The chlamydial genus-specific antigen was extracted with phenol/chloroform/petroleum ether (PCP) from preparations of C. trachomatis and C. psittaci; quantities was measured using an assay for lipopolysaccharide (LPS). The LPS from C. trachomatis contained 2.2% (wt/wt) of ketodeoxyoctanoic acid. Five IgG monoclonal antibodies reacted in an ELISA (enzyme-linked immunosorbent assay) with LPS from both species, the antigen being periodate-sensitive and heat-resistant, confirming that all antibodies were againt the genus-specific antigen.
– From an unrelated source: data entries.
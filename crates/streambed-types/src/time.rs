//! Millisecond event-time instants shared by windows, timers, and watermarks.

/// A 64-bit millisecond event-time instant.
pub type Timestamp = i64;

/// Stand-in for event time `-infinity`. Watermarks start here.
pub const MIN_TIMESTAMP: Timestamp = i64::MIN;

/// Stand-in for event time `+infinity`. Watermarks are driven here at the end of a key's input.
pub const MAX_TIMESTAMP: Timestamp = i64::MAX;

/// Delay added past `expiration(window)` before the GC timer actually fires, so that any user
/// timer set at exactly the expiration instant is guaranteed to fire first.
pub const GC_DELAY_MS: Timestamp = 1;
All the antibodies bound to the PCP extract of C. trachomatis on an immunoblot, at a position corresponding to the periodate-Schiff-stained bands of both C. trachomatis extract and Salmonella Re-LPS. When linked to trypsin-treated sheep erythrocytes and used in reverse passive hemagglutination tests, all antibodies gave indicator cells capable of detecting chlamydial LPS or crude preparations of chlamydiae grown in McCoy cells, the sensitivity varying with the antibody used. The antibodies varied in IgG subclass (either IgG2, or IgG3), and in ability to precipitate in immunodiffusiontests. Two antibodies cross-reacted with 1 strain of Acinetobacter in ELISA and with Salmonella Re-LPS in both ELISA and immunodiffusion tests. The other 3 did not react in ELISA with Acinetobacter strains or Salmonella Re-LPS, and none of the 5 reacted with LPS of Escherichia coli or Pseudomonas mors-prunorum.